2. Sostituzione di vecchi oggetti con altri più moderni, favorita da incentivi economici e sgravi fiscali: incentivi per chi effettuerà la r. delle auto non catalizzate.

(da Treccani.it, L’Enciclopedia italiana)

Il termine “rottamazione” entra prepotentemente alla ribalta delle cronache per l’utilizzo che ne ha fatto il candidato alle primarie del centrosinistra e primo cittadino di Firenze, Matteo Renzi.

Come dichiarato dallo stesso Renzi, il termine dovrebbe sintetizzare in maniera chiara e immediata la necessità di un radicale rinnovamento della classe dirigente politica italiana partendo proprio da quella interna al Partito Democratico. Si tratta, dunque, di una esigenza legittima e condivisibile, sulla quale esprimo una semplice perplessità: era davvero necessario ricorrere all’utilizzo di questo termine?

Francamente trovo piuttosto irrispettoso nei confronti delle sensibilità e della storia delle persone “oggetto” di rottamazione appellarsi a loro come se fossero auto usate o frigoriferi non più funzionanti. Una mancanza di rispetto che ha provocato successivamente quello spiacevole incidente del finto D’Alema investito dal camper renziano. Bene ha fatto il comitato pro Renzi a prendere le distanze dall’episodio, ma di certo tutto questo non basta e le scuse giungono tardive. In altre parole, dovevano aspettarselo.

Non entro, dunque, nel merito della questione. E’ pertinente all’argomento di questo blog limitarsi alla constatazione di come un termine sbagliato in ambito politico rischi di banalizzare una questione che, invece, va trattata con dovuta serietà, specialmente in un momento delicato come quello che stiamo attraversando in questi mesi.

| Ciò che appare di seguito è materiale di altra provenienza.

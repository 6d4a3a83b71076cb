//! Hour-summary side panel

use ratatui::{
    layout::Rect,
    style::{Modifier, Style},
    text::{Line, Span},
    widgets::{Block, Borders, Paragraph},
    Frame,
};

use super::theme::{gauge_bar, share_color, CAB_YELLOW, INFO_DIM, PICKUP_GREEN};
use crate::analysis::HourView;
use crate::domain::HourOfDay;

/// Left-hand panel: how the selected window compares to the whole batch.
pub struct SummaryPanel {
    window: String,
    matched: usize,
    total: usize,
    share_pct: f64,
    midpoint: Option<(f64, f64)>,
    peak: Option<(u8, u32)>,
}

impl SummaryPanel {
    #[must_use]
    pub fn new(view: &HourView, total: usize, hour: HourOfDay) -> Self {
        #[allow(clippy::cast_precision_loss)]
        let share_pct = if total > 0 {
            (view.batch.len() as f64 / total as f64) * 100.0
        } else {
            0.0
        };

        Self {
            window: hour.window_caption(),
            matched: view.batch.len(),
            total,
            share_pct,
            midpoint: view.midpoint.map(|m| (m.lat, m.lon)),
            peak: view.histogram.peak(),
        }
    }

    pub fn render(&self, f: &mut Frame, area: Rect) {
        let share_fg = share_color(self.share_pct);

        let mut lines = vec![
            Line::from(Span::styled(
                format!(" {}", self.window),
                Style::default().fg(CAB_YELLOW).add_modifier(Modifier::BOLD),
            )),
            Line::from(""),
            Line::from(vec![
                Span::styled(" Pickups  ", Style::default().fg(INFO_DIM)),
                Span::styled(format!("{}", self.matched), Style::default().fg(PICKUP_GREEN)),
                Span::styled(format!(" / {}", self.total), Style::default().fg(INFO_DIM)),
            ]),
            Line::from(vec![
                Span::raw(" "),
                Span::styled(gauge_bar(self.share_pct, 12), Style::default().fg(share_fg)),
                Span::styled(format!(" {:.1}%", self.share_pct), Style::default().fg(share_fg)),
            ]),
            Line::from(""),
        ];

        match self.midpoint {
            Some((lat, lon)) => {
                lines.push(Line::from(vec![
                    Span::styled(" Midpoint ", Style::default().fg(INFO_DIM)),
                    Span::styled(format!("{lat:.5}, {lon:.5}"), Style::default().fg(PICKUP_GREEN)),
                ]));
            }
            None => {
                lines.push(Line::from(Span::styled(
                    " Midpoint --",
                    Style::default().fg(INFO_DIM),
                )));
            }
        }

        if let Some((minute, count)) = self.peak {
            lines.push(Line::from(vec![
                Span::styled(" Peak     ", Style::default().fg(INFO_DIM)),
                Span::styled(format!(":{minute:02}"), Style::default().fg(CAB_YELLOW)),
                Span::styled(format!(" ({count} pickups)"), Style::default().fg(INFO_DIM)),
            ]));
        }

        let paragraph = Paragraph::new(lines).block(
            Block::default()
                .borders(Borders::ALL)
                .title("Hour")
                .border_style(Style::default().fg(PICKUP_GREEN)),
        );

        f.render_widget(paragraph, area);
    }
}
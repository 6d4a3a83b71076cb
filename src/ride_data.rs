//! Pickup record data model and CSV ingestion
//!
//! `RideData` is the immutable batch every downstream computation takes as
//! an explicit argument. It is created once per session by [`RideData::load`]
//! and never mutated afterwards; filters and aggregates are pure views over
//! it (see [`crate::analysis`]).
//!
//! Ingestion contract: the first three CSV columns are consumed positionally
//! as (timestamp, latitude, longitude), any further columns are discarded,
//! the header row is skipped, and at most `limit` data rows are read. A row
//! that fails to parse rejects the whole load with a row-numbered error —
//! a partially corrupted batch would silently skew every aggregate.

use std::path::Path;

use chrono::NaiveDateTime;
use log::{debug, info};

use crate::domain::IngestError;

/// One pickup observation, immutable once ingested.
#[derive(Debug, Clone, Copy, PartialEq)]
pub struct PickupRecord {
    pub timestamp: NaiveDateTime,
    /// Latitude in degrees.
    pub lat: f64,
    /// Longitude in degrees.
    pub lon: f64,
}

/// An ordered batch of pickup records, bounded at ingestion time.
#[derive(Debug, Clone, PartialEq, Default)]
pub struct RideData {
    records: Vec<PickupRecord>,
}

/// Timestamp layouts accepted at ingestion. The source exports vary between
/// ISO-ish and day-first layouts; anything else is a row-level error.
const TIMESTAMP_FORMATS: &[&str] = &[
    "%Y-%m-%d %H:%M:%S",
    "%Y-%m-%dT%H:%M:%S",
    "%Y/%m/%d %H:%M:%S",
    "%d-%m-%Y %H:%M:%S",
    "%d/%m/%Y %H:%M:%S",
    "%Y-%m-%d %H:%M",
    "%d/%m/%Y %H:%M",
];

fn parse_timestamp(raw: &str, row: u64) -> Result<NaiveDateTime, IngestError> {
    let trimmed = raw.trim();
    for format in TIMESTAMP_FORMATS {
        if let Ok(ts) = NaiveDateTime::parse_from_str(trimmed, format) {
            return Ok(ts);
        }
    }
    Err(IngestError::BadTimestamp { row, value: raw.to_string() })
}

fn parse_coordinate(raw: &str, field: &'static str, row: u64) -> Result<f64, IngestError> {
    let bad = || IngestError::BadCoordinate { row, field, value: raw.to_string() };
    let value: f64 = raw.trim().parse().map_err(|_| bad())?;
    if !value.is_finite() {
        return Err(bad());
    }
    Ok(value)
}

impl RideData {
    /// Load up to `limit` records from a CSV file.
    ///
    /// The header row is present but ignored; fields are taken by position.
    /// Rows beyond the cap are never read from disk.
    ///
    /// # Errors
    /// Returns [`IngestError`] if the file is missing or unreadable, or if
    /// any ingested row has fewer than three fields, an unparseable
    /// timestamp, or a non-finite coordinate.
    pub fn load(path: impl AsRef<Path>, limit: usize) -> Result<Self, IngestError> {
        let path = path.as_ref();
        if !path.exists() {
            return Err(IngestError::FileNotFound(path.display().to_string()));
        }

        let mut reader = csv::ReaderBuilder::new()
            .has_headers(true)
            .flexible(true) // extra columns are discarded, not an error
            .trim(csv::Trim::All)
            .from_path(path)?;

        let mut records = Vec::with_capacity(limit.min(30_000));
        for (idx, result) in reader.records().enumerate() {
            if records.len() >= limit {
                debug!("row cap of {limit} reached, ignoring the rest of the file");
                break;
            }
            let row = idx as u64 + 1; // 1-based data row, header excluded
            let raw = result?;
            if raw.len() < 3 {
                return Err(IngestError::ShortRow { row, found: raw.len() });
            }

            records.push(PickupRecord {
                timestamp: parse_timestamp(&raw[0], row)?,
                lat: parse_coordinate(&raw[1], "latitude", row)?,
                lon: parse_coordinate(&raw[2], "longitude", row)?,
            });
        }

        info!("loaded {} records from {}", records.len(), path.display());
        Ok(Self { records })
    }

    /// Build a batch directly from records (filter results, test fixtures).
    #[must_use]
    pub fn from_records(records: Vec<PickupRecord>) -> Self {
        Self { records }
    }

    #[must_use]
    pub fn records(&self) -> &[PickupRecord] {
        &self.records
    }

    #[must_use]
    pub fn len(&self) -> usize {
        self.records.len()
    }

    #[must_use]
    pub fn is_empty(&self) -> bool {
        self.records.is_empty()
    }
}

#[cfg(test)]
mod tests {
    use super::*;

    #[test]
    fn test_timestamp_formats() {
        for raw in [
            "2023-05-14 17:54:04",
            "2023-05-14T17:54:04",
            "2023/05/14 17:54:04",
            "14-05-2023 17:54:04",
            "14/05/2023 17:54",
        ] {
            let ts = parse_timestamp(raw, 1).unwrap();
            assert_eq!(chrono::Timelike::hour(&ts), 17, "format failed: {raw}");
        }
    }

    #[test]
    fn test_bad_timestamp_carries_row() {
        let err = parse_timestamp("yesterday-ish", 42).unwrap_err();
        assert!(matches!(err, IngestError::BadTimestamp { row: 42, .. }));
    }

    #[test]
    fn test_non_finite_coordinate_rejected() {
        assert!(parse_coordinate("23.25", "latitude", 1).is_ok());
        assert!(parse_coordinate("NaN", "latitude", 1).is_err());
        assert!(parse_coordinate("inf", "longitude", 1).is_err());
        assert!(parse_coordinate("", "latitude", 1).is_err());
    }

    #[test]
    fn test_missing_file() {
        let err = RideData::load("/definitely/not/here.csv", 10).unwrap_err();
        assert!(matches!(err, IngestError::FileNotFound(_)));
    }
}
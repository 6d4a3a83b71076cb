//! End-to-end pipeline: CSV fixture → ingestion → hour filter → minute
//! histogram → midpoint, plus the headless JSON summary.

use std::io::Write;

use ridehud::analysis::{filter_by_hour, midpoint, HourSummary, MinuteHistogram};
use ridehud::domain::HourOfDay;
use ridehud::ride_data::RideData;
use tempfile::NamedTempFile;

fn hour(h: u8) -> HourOfDay {
    HourOfDay::new(h).expect("valid hour")
}

fn sample_data() -> RideData {
    // Hours [5, 5, 6], minutes [10, 10, 45] — the filter/histogram scenario
    let mut file = NamedTempFile::new().expect("Failed to create temp file");
    write!(
        file,
        "date/time,lat,lon\n\
         2023-05-14 05:10:00,23.20,77.40\n\
         2023-05-14 05:10:30,23.30,77.44\n\
         2023-05-14 06:45:00,23.25,77.42\n"
    )
    .expect("Failed to write fixture");

    RideData::load(file.path(), 30_000).expect("Failed to load")
}

#[test]
fn test_filter_histogram_midpoint_agree() {
    let data = sample_data();

    let filtered = filter_by_hour(&data, hour(5));
    assert_eq!(filtered.len(), 2);

    let hist = MinuteHistogram::collect(&data, hour(5));
    assert_eq!(hist.total() as usize, filtered.len());
    assert_eq!(hist.buckets()[10], 2);

    let mid = midpoint(&filtered).expect("non-empty batch");
    assert!((mid.lat - 23.25).abs() < f64::EPSILON);
    assert!((mid.lon - 77.42).abs() < f64::EPSILON);
}

#[test]
fn test_every_hour_partitions_the_batch() {
    let data = sample_data();
    let total: usize = (0..24).map(|h| filter_by_hour(&data, hour(h)).len()).sum();
    assert_eq!(total, data.len());
}

#[test]
fn test_headless_summary_is_valid_json() {
    let data = sample_data();
    let summary = HourSummary::compute(&data, hour(5));

    let json = serde_json::to_string(&summary).expect("Failed to serialize");
    let parsed: serde_json::Value = serde_json::from_str(&json).expect("Invalid JSON");

    assert_eq!(parsed["hour"], 5);
    assert_eq!(parsed["window"], "5:00–6:00");
    assert_eq!(parsed["matched_records"], 2);
    assert_eq!(parsed["total_records"], 3);
    assert_eq!(parsed["peak_minute"], 10);
    assert_eq!(parsed["peak_count"], 2);
    assert_eq!(parsed["histogram"].as_array().unwrap().len(), 60);
    assert_eq!(parsed["histogram"][10], 2);
    assert!(parsed["midpoint"]["lat"].is_number());
}

#[test]
fn test_summary_of_empty_window_has_no_midpoint() {
    let data = sample_data();
    let summary = HourSummary::compute(&data, hour(12));

    let parsed: serde_json::Value =
        serde_json::from_str(&serde_json::to_string(&summary).unwrap()).unwrap();
    assert_eq!(parsed["matched_records"], 0);
    assert!(parsed["midpoint"].is_null());
    assert!(parsed["peak_minute"].is_null());
    assert_eq!(parsed["peak_count"], 0);
}
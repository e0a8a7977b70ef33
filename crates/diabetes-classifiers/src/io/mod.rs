pub mod diabetes_csv;

pub use diabetes_csv::read_dataset;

L’auspicio è che prossimamente la politica italiana torni a discutere dei problemi del Paese con sobrietà e senso del dovere, ponendosi l’ambizione di elevare la qualità del dibattito politico pubblico oltre quello che è il livello del chiacchiericcio da bar, che, per carità, ha la propria legittimità, ma se legato a tale contesto e non esportato in luoghi meno propri come quelli istituzionali o come le tribune politiche televisive.